Connecticut customer Spencer Meyer sued Uber co-founder Travis Kalanick last year alleging the company’s practice of raising prices during certain situations violates antitrust laws. U.S. District Judge Jed Rakoff in Manhattan on Tuesday ordered Uber to turn over documents from the investigation of Meyer and his attorney, ruling there’s reasonable basis “to suspect that a fraud occurred and that Uber’s communications may have been in furtherance of it.”
The matter, Rakoff said, raises “a serious risk of perverting the process of justice before this court.”
Meyer alleged in his suit that the technology in Uber’s popular app is used by drivers to illegally coordinate high surge-pricing fares.
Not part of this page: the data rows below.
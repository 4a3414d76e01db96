// Copyright (C) 2022-2025 Michael Herstine <sp1ff@pobox.com>
//
// This file is part of tracing-journald-native.
//
// tracing-journald-native is free software: you can redistribute it and/or modify it under the
// terms of the GNU General Public License as published by the Free Software Foundation, either
// version 3 of the License, or (at your option) any later version.
//
// tracing-journald-native is distributed in the hope that it will be useful, but WITHOUT ANY
// WARRANTY; without even the implied warranty of MERCHANTABILITY or FITNESS FOR A PARTICULAR
// PURPOSE.  See the GNU General Public License for more details.
//
// You should have received a copy of the GNU General Public License along with
// tracing-journald-native.  If not, see <http://www.gnu.org/licenses/>.

//! Encoding single journal fields.
//!
//! The journald native [protocol] frames a log entry as a sequence of fields separated by `\n`.
//! Each field has one of two shapes:
//!
//! - `NAME=VALUE`, when `VALUE` contains no newline
//! - `NAME`, `\n`, the length of `VALUE` as a 64-bit little-endian unsigned integer, then the raw
//!   bytes of `VALUE`, when it does (the newline being the field separator, there's no other way
//!   to get one through)
//!
//! [protocol]: https://systemd.io/JOURNAL_NATIVE_PROTOCOL/
//!
//! [`encode_field`] picks between the two; [`Field::write_to`] lays the result out on the wire.

use crate::error::{Error, Result};

use bytes::{BufMut, Bytes, BytesMut};

use std::fmt::Write;

/// How a [`Field`]'s value will be laid out on the wire
#[derive(Clone, Debug, PartialEq, Eq)]
pub enum Encoding {
    /// `NAME=VALUE`; the value contains no newline
    Plain(String),
    /// `NAME\n<u64 LE length><bytes>`
    Binary(Vec<u8>),
}

/// One journal field, ready to be serialized into a payload.
#[derive(Clone, Debug, PartialEq, Eq)]
pub struct Field {
    name: String,
    encoding: Encoding,
}

impl Field {
    pub fn name(&self) -> &str {
        &self.name
    }
    pub fn encoding(&self) -> &Encoding {
        &self.encoding
    }
    /// The field's value, as raw bytes, regardless of encoding
    pub fn value(&self) -> &[u8] {
        match &self.encoding {
            Encoding::Plain(text) => text.as_bytes(),
            Encoding::Binary(bytes) => bytes,
        }
    }
    /// Number of bytes [`Field::write_to`] will append (not counting any separator)
    pub fn encoded_len(&self) -> usize {
        match &self.encoding {
            Encoding::Plain(text) => self.name.len() + 1 + text.len(),
            Encoding::Binary(bytes) => self.name.len() + 1 + 8 + bytes.len(),
        }
    }
    /// Append this field's wire representation to `buf`.
    pub fn write_to(&self, buf: &mut BytesMut) {
        buf.reserve(self.encoded_len());
        buf.put_slice(self.name.as_bytes());
        match &self.encoding {
            Encoding::Plain(text) => {
                buf.put_u8(b'=');
                buf.put_slice(text.as_bytes());
            }
            Encoding::Binary(bytes) => {
                buf.put_u8(b'\n');
                buf.put_u64_le(bytes.len() as u64);
                buf.put_slice(bytes);
            }
        }
    }
    /// This field's wire representation on its own
    pub fn to_bytes(&self) -> Bytes {
        let mut buf = BytesMut::with_capacity(self.encoded_len());
        self.write_to(&mut buf);
        buf.freeze()
    }
}

/// Encode `value` as the journal field `name`.
///
/// `value` is rendered through its [`Display`] implementation first, so numbers & booleans come
/// out in their canonical textual form (`42`, `-1.5`, `true`). If the rendering contains a newline
/// the binary framing is chosen, otherwise the plain one. Values are not escaped further.
///
/// `name` is taken as-is; callers are expected to have normalized it already.
///
/// A [`Display`] implementation that reports an error yields [`Error::Encoding`].
///
/// [`Display`]: std::fmt::Display
pub fn encode_field(name: &str, value: &dyn std::fmt::Display) -> Result<Field> {
    let mut text = String::new();
    write!(text, "{}", value).map_err(|_| Error::encoding(name))?;
    let encoding = if text.contains('\n') {
        Encoding::Binary(text.into_bytes())
    } else {
        Encoding::Plain(text)
    };
    Ok(Field {
        name: name.to_string(),
        encoding,
    })
}

#[cfg(test)]
mod test {

    use super::*;

    /// Undo the binary framing: name up to the first newline, eight bytes of little-endian length,
    /// then that many bytes of value
    fn decode_binary(buf: &[u8]) -> (&[u8], &[u8]) {
        let nl = buf.iter().position(|&b| b == b'\n').unwrap();
        let (name, rest) = (&buf[..nl], &buf[nl + 1..]);
        let len = u64::from_le_bytes(rest[..8].try_into().unwrap()) as usize;
        assert_eq!(rest.len(), 8 + len);
        (name, &rest[8..8 + len])
    }

    #[test]
    fn test_plain() {
        let f = encode_field("PEER", &"10.0.0.1:5514").unwrap();
        assert_eq!(f.encoding(), &Encoding::Plain("10.0.0.1:5514".to_string()));
        assert_eq!(&f.to_bytes()[..], b"PEER=10.0.0.1:5514");

        // no escaping, even of characters that look like protocol syntax
        let f = encode_field("EQ", &"a=b=c").unwrap();
        assert_eq!(&f.to_bytes()[..], b"EQ=a=b=c");

        let f = encode_field("EMPTY", &"").unwrap();
        assert_eq!(&f.to_bytes()[..], b"EMPTY=");

        let f = encode_field("GREETING", &"Hello, 世界!").unwrap();
        assert_eq!(f.to_bytes(), Bytes::from("GREETING=Hello, 世界!"));
        assert_eq!(f.encoded_len(), f.to_bytes().len());
    }

    #[test]
    fn test_scalars() {
        assert_eq!(&encode_field("N", &42).unwrap().to_bytes()[..], b"N=42");
        assert_eq!(&encode_field("N", &-7i64).unwrap().to_bytes()[..], b"N=-7");
        assert_eq!(&encode_field("F", &1.5).unwrap().to_bytes()[..], b"F=1.5");
        assert_eq!(&encode_field("B", &true).unwrap().to_bytes()[..], b"B=true");
        assert_eq!(&encode_field("B", &false).unwrap().to_bytes()[..], b"B=false");
    }

    #[test]
    fn test_binary() {
        let f = encode_field("MESSAGE", &"line1\nline2").unwrap();
        assert_eq!(f.encoding(), &Encoding::Binary(b"line1\nline2".to_vec()));

        let bytes = f.to_bytes();
        let mut golden = b"MESSAGE\n".to_vec();
        golden.extend_from_slice(&[11, 0, 0, 0, 0, 0, 0, 0]);
        golden.extend_from_slice(b"line1\nline2");
        assert_eq!(&bytes[..], &golden[..]);
        assert_eq!(f.encoded_len(), bytes.len());

        let (name, value) = decode_binary(&bytes);
        assert_eq!(name, b"MESSAGE");
        assert_eq!(value, b"line1\nline2");
    }

    #[test]
    fn test_binary_round_trip() {
        for text in ["\n", "trailing\n", "\nleading", "a\n\nb", "多字节\n文字", "x=1\ny=2\r\n"] {
            let f = encode_field("DATA", &text).unwrap();
            let bytes = f.to_bytes();
            let (name, value) = decode_binary(&bytes);
            assert_eq!(name, b"DATA");
            assert_eq!(value, text.as_bytes());
            assert_eq!(f.value(), text.as_bytes());
        }
    }

    #[test]
    fn test_carriage_return_is_plain() {
        let f = encode_field("CR", &"a\rb").unwrap();
        assert_eq!(&f.to_bytes()[..], b"CR=a\rb");
    }

    struct Broken;

    impl std::fmt::Display for Broken {
        fn fmt(&self, _f: &mut std::fmt::Formatter<'_>) -> std::fmt::Result {
            Err(std::fmt::Error)
        }
    }

    #[test]
    fn test_encoding_error() {
        match encode_field("BROKEN", &Broken) {
            Err(Error::Encoding { name, .. }) => assert_eq!(name, "BROKEN"),
            other => panic!("expected an encoding error, got {:?}", other),
        }
        // and the next field is unaffected
        assert!(encode_field("FINE", &"fine").is_ok());
    }
}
The lawsuit doesn’t name Uber as a defendant, in an attempt to avoid an arbitration requirement in company’s user agreement.
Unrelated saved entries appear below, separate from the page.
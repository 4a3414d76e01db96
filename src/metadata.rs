// Copyright (C) 2022-2025 Michael Herstine <sp1ff@pobox.com>
//
// This file is part of tracing-journald-native.
//
// tracing-journald-native is free software: you can redistribute it and/or modify it under the
// terms of the GNU General Public License as published by the Free Software Foundation, either
// version 3 of the License, or (at your option) any later version.
//
// tracing-journald-native is distributed in the hope that it will be useful, but WITHOUT ANY
// WARRANTY; without even the implied warranty of MERCHANTABILITY or FITNESS FOR A PARTICULAR
// PURPOSE.  See the GNU General Public License for more details.
//
// You should have received a copy of the GNU General Public License along with
// tracing-journald-native.  If not, see <http://www.gnu.org/licenses/>.

//! Structured metadata & the journal fields derived from it.
//!
//! # Introduction
//!
//! A log event carries two bags of metadata alongside its message: the *context* (in
//! [`tracing`] terms, the fields of the spans the event occurred in) and the *extra* (the event's
//! own fields). [`collect_fields`] merges the two & derives from them the journal fields that
//! follow the mandatory `MESSAGE`, `PRIORITY` & `SYSLOG_IDENTIFIER` triplet.
//!
//! [`tracing`]: https://docs.rs/tracing/latest/tracing/index.html
//!
//! # Values
//!
//! [`Value`] is a closed set of shapes. Scalars, strings, text-renderable objects & null produce
//! fields; arrays & opaque objects are dropped without complaint. A [`Value::Error`] stands in for
//! an error or exception object: the first one found contributes its source location as
//! `CODE_FILE` & `CODE_LINE`, and any others are ignored.
//!
//! # Field names
//!
//! Keys are uppercased on the way out. Journald only accepts names made of `A-Z`, `0-9` & `_`, not
//! starting with a digit, at most 64 bytes long, and treats names starting with `_` as trusted
//! fields it sets itself, so anything else in a key is replaced with `_` & leading underscores and
//! digits are stripped. A key that then matches one of the [`RESERVED`] names is dropped: the
//! mandatory fields always win.
//!
//! Distinct keys may therefore map to the same field name (`user.id` & `user_id` both become
//! `USER_ID`). Both fields are sent; journald keeps every value of a repeated field.

use crate::field::{encode_field, Field};

use std::sync::Arc;

/// Field names that user metadata may never produce.
pub const RESERVED: &[&str] = &[
    "MESSAGE",
    "PRIORITY",
    "SYSLOG_IDENTIFIER",
    "CODE_FILE",
    "CODE_LINE",
];

/// Journald's limit on field name length.
const MAX_NAME_LEN: usize = 64;

/// Does `name` (case-insensitively) collide with a [`RESERVED`] field name?
pub fn is_reserved(name: &str) -> bool {
    RESERVED.iter().any(|r| r.eq_ignore_ascii_case(name))
}

/// Turn a metadata key into a journal field name, or `None` if nothing usable is left of it.
pub fn normalize_name(key: &str) -> Option<String> {
    let mapped: String = key
        .chars()
        .map(|c| match c {
            'A'..='Z' | '0'..='9' | '_' => c,
            'a'..='z' => c.to_ascii_uppercase(),
            _ => '_',
        })
        .collect();
    let mut name = mapped
        .trim_start_matches(|c: char| c == '_' || c.is_ascii_digit())
        .to_string();
    // everything left is ASCII, so any index is a char boundary
    name.truncate(MAX_NAME_LEN);
    if name.is_empty() {
        None
    } else {
        Some(name)
    }
}

////////////////////////////////////////////////////////////////////////////////////////////////////
//                                        metadata values                                         //
////////////////////////////////////////////////////////////////////////////////////////////////////

/// The source location of an error or exception carried in metadata.
#[derive(Clone, Debug, PartialEq, Eq)]
pub struct ErrorContext {
    file: String,
    line: u32,
}

impl ErrorContext {
    pub fn new<S: Into<String>>(file: S, line: u32) -> ErrorContext {
        ErrorContext {
            file: file.into(),
            line,
        }
    }
    /// The location of whoever called this function
    #[track_caller]
    pub fn caller() -> ErrorContext {
        std::panic::Location::caller().into()
    }
    pub fn file(&self) -> &str {
        &self.file
    }
    pub fn line(&self) -> u32 {
        self.line
    }
}

impl std::convert::From<&std::panic::Location<'_>> for ErrorContext {
    fn from(loc: &std::panic::Location<'_>) -> Self {
        ErrorContext::new(loc.file(), loc.line())
    }
}

/// A metadata value.
#[derive(Clone)]
pub enum Value {
    Null,
    Bool(bool),
    I64(i64),
    U64(u64),
    F64(f64),
    Str(String),
    /// Some object that knows how to render itself as text
    Display(Arc<dyn std::fmt::Display + Send + Sync>),
    Array(Vec<Value>),
    /// An error or exception, reduced to where it came from
    Error(ErrorContext),
    /// Anything that can't be rendered (a handle, a resource...); the label is for debugging only
    Opaque(&'static str),
}

impl Value {
    /// Wrap an arbitrary text-renderable object.
    pub fn display<D: std::fmt::Display + Send + Sync + 'static>(d: D) -> Value {
        Value::Display(Arc::new(d))
    }
    /// This value as something that can be handed to [`encode_field`], if it can be rendered as
    /// text at all. `Null` renders as the empty string.
    pub fn as_display(&self) -> Option<&dyn std::fmt::Display> {
        match self {
            Value::Null => Some(&""),
            Value::Bool(b) => Some(b),
            Value::I64(n) => Some(n),
            Value::U64(n) => Some(n),
            Value::F64(x) => Some(x),
            Value::Str(s) => Some(s),
            Value::Display(d) => Some(d.as_ref()),
            Value::Array(_) | Value::Error(_) | Value::Opaque(_) => None,
        }
    }
}

impl std::fmt::Debug for Value {
    fn fmt(&self, f: &mut std::fmt::Formatter<'_>) -> std::fmt::Result {
        match self {
            Value::Null => write!(f, "Null"),
            Value::Bool(b) => write!(f, "Bool({:?})", b),
            Value::I64(n) => write!(f, "I64({:?})", n),
            Value::U64(n) => write!(f, "U64({:?})", n),
            Value::F64(x) => write!(f, "F64({:?})", x),
            Value::Str(s) => write!(f, "Str({:?})", s),
            // The object may not be `Debug`, and rendering it here could fail; don't try.
            Value::Display(_) => write!(f, "Display(..)"),
            Value::Array(v) => f.debug_tuple("Array").field(v).finish(),
            Value::Error(e) => f.debug_tuple("Error").field(e).finish(),
            Value::Opaque(label) => write!(f, "Opaque({})", label),
        }
    }
}

impl std::convert::From<bool> for Value {
    fn from(b: bool) -> Self {
        Value::Bool(b)
    }
}

impl std::convert::From<i64> for Value {
    fn from(n: i64) -> Self {
        Value::I64(n)
    }
}

impl std::convert::From<i32> for Value {
    fn from(n: i32) -> Self {
        Value::I64(n as i64)
    }
}

impl std::convert::From<u64> for Value {
    fn from(n: u64) -> Self {
        Value::U64(n)
    }
}

impl std::convert::From<u32> for Value {
    fn from(n: u32) -> Self {
        Value::U64(n as u64)
    }
}

impl std::convert::From<f64> for Value {
    fn from(x: f64) -> Self {
        Value::F64(x)
    }
}

impl std::convert::From<&str> for Value {
    fn from(s: &str) -> Self {
        Value::Str(s.to_string())
    }
}

impl std::convert::From<String> for Value {
    fn from(s: String) -> Self {
        Value::Str(s)
    }
}

impl std::convert::From<Vec<Value>> for Value {
    fn from(v: Vec<Value>) -> Self {
        Value::Array(v)
    }
}

impl std::convert::From<ErrorContext> for Value {
    fn from(e: ErrorContext) -> Self {
        Value::Error(e)
    }
}

impl<T: Into<Value>> std::convert::From<Option<T>> for Value {
    fn from(x: Option<T>) -> Self {
        x.map(Into::into).unwrap_or(Value::Null)
    }
}

////////////////////////////////////////////////////////////////////////////////////////////////////
//                                         struct Metadata                                        //
////////////////////////////////////////////////////////////////////////////////////////////////////

/// A metadata key: a name, or a position (for array-shaped bags).
#[derive(Clone, Debug, PartialEq, Eq, Hash)]
pub enum Key {
    Name(String),
    Index(usize),
}

impl std::convert::From<&str> for Key {
    fn from(s: &str) -> Self {
        Key::Name(s.to_string())
    }
}

impl std::convert::From<String> for Key {
    fn from(s: String) -> Self {
        Key::Name(s)
    }
}

impl std::convert::From<usize> for Key {
    fn from(i: usize) -> Self {
        Key::Index(i)
    }
}

/// An ordered mapping from [`Key`] to [`Value`].
///
/// Insertion order is preserved; inserting a key that is already present replaces its value in
/// place. Bags are small (a handful of entries), so lookups are linear.
#[derive(Clone, Debug, Default)]
pub struct Metadata {
    entries: Vec<(Key, Value)>,
}

impl Metadata {
    pub const fn new() -> Metadata {
        Metadata {
            entries: Vec::new(),
        }
    }
    pub fn len(&self) -> usize {
        self.entries.len()
    }
    pub fn is_empty(&self) -> bool {
        self.entries.is_empty()
    }
    pub fn get(&self, key: &Key) -> Option<&Value> {
        self.entries.iter().find(|(k, _)| k == key).map(|(_, v)| v)
    }
    pub fn iter(&self) -> impl Iterator<Item = (&Key, &Value)> {
        self.entries.iter().map(|(k, v)| (k, v))
    }
    /// Insert `value` under `key`, replacing (in place) any previous value.
    pub fn insert<K: Into<Key>, V: Into<Value>>(&mut self, key: K, value: V) {
        let key = key.into();
        let value = value.into();
        match self.entries.iter_mut().find(|(k, _)| *k == key) {
            Some((_, slot)) => *slot = value,
            None => self.entries.push((key, value)),
        }
    }
    /// Append `value` under the next free positional key.
    pub fn push<V: Into<Value>>(&mut self, value: V) {
        let next = self
            .entries
            .iter()
            .filter_map(|(k, _)| match k {
                Key::Index(i) => Some(i + 1),
                Key::Name(_) => None,
            })
            .max()
            .unwrap_or(0);
        self.entries.push((Key::Index(next), value.into()));
    }
    /// Builder-style [`Metadata::insert`]
    pub fn with<K: Into<Key>, V: Into<Value>>(mut self, key: K, value: V) -> Metadata {
        self.insert(key, value);
        self
    }
}

impl<K: Into<Key>, V: Into<Value>> std::iter::FromIterator<(K, V)> for Metadata {
    fn from_iter<I: IntoIterator<Item = (K, V)>>(iter: I) -> Self {
        let mut md = Metadata::new();
        for (k, v) in iter {
            md.insert(k, v);
        }
        md
    }
}

/// Merge two metadata bags, `first`'s entries preceding `second`'s.
///
/// - positional entries of `second` are appended under fresh indices; they never collide
/// - when a name appears in both & both values are arrays, `second`'s elements are appended to
///   `first`'s
/// - otherwise `second`'s value replaces `first`'s, in `first`'s position
pub fn merge(first: &Metadata, second: &Metadata) -> Metadata {
    let mut merged = first.clone();
    for (key, value) in second.iter() {
        match key {
            Key::Index(_) => merged.push(value.clone()),
            Key::Name(_) => match merged.entries.iter_mut().find(|(k, _)| k == key) {
                Some((_, slot)) => match (slot, value) {
                    (Value::Array(existing), Value::Array(more)) => {
                        existing.extend(more.iter().cloned())
                    }
                    (slot, _) => *slot = value.clone(),
                },
                None => merged.entries.push((key.clone(), value.clone())),
            },
        }
    }
    merged
}

/// Derive the additional journal fields for an event from its `context` & `extra` metadata.
///
/// The bags are [`merge`]d, then scanned in order:
///
/// 1. the first [`Value::Error`] yields `CODE_FILE` & `CODE_LINE`; later ones are skipped
/// 2. positional keys are skipped
/// 3. names are normalized (see [`normalize_name`]); unusable & [`RESERVED`] names are skipped
/// 4. values with no textual rendering (arrays, opaque objects) are skipped
/// 5. everything else is handed to [`encode_field`]; a value that fails to render is skipped
///
/// The location fields come first, followed by the rest in merge order. Nothing here fails.
pub fn collect_fields(context: &Metadata, extra: &Metadata) -> Vec<Field> {
    let merged = merge(context, extra);

    let mut location: Vec<Field> = Vec::with_capacity(2);
    let mut error_seen = false;
    let mut fields: Vec<Field> = Vec::with_capacity(merged.len());
    for (key, value) in merged.iter() {
        if let Value::Error(err) = value {
            if !error_seen {
                error_seen = true;
                location.extend(encode_field("CODE_FILE", &err.file()).ok());
                location.extend(encode_field("CODE_LINE", &err.line()).ok());
            }
            continue;
        }
        let name = match key {
            Key::Name(name) => name,
            Key::Index(_) => continue,
        };
        let name = match normalize_name(name) {
            Some(name) if !is_reserved(&name) => name,
            _ => continue,
        };
        if let Some(display) = value.as_display() {
            fields.extend(encode_field(&name, display).ok());
        }
    }

    location.extend(fields);
    location
}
Rakoff said in his ruling that Uber hired an outside firm, Global Precision Research LLC, also known as “Ergo,” to investigate Meyer and his attorney, Andrew Schmidt. Meyer claimed that an Ergo investigator lied during the probe, including telling colleagues of Schmidt that he was preparing a profile of “up-and-coming labor lawyers in the U.S.,” Rakoff said.
Uber acknowledges that its personnel gave instructions to Ergo and “were involved in engaging and instructing” the company, Rakoff said. Matt Kallman, a spokesman for San Francisco-based Uber, declined to comment on the judge’s order.
The judge previously denied Kalanick’s bid to dismiss the case, rejecting the CEO’s argument that a conspiracy involving hundreds of thousands of drivers was “wildly implausible” and “physically impossible.”
The case is Meyer v. Kalanick, 1:15-cv-09796, U.S. District Court, Southern District of New York (Manhattan).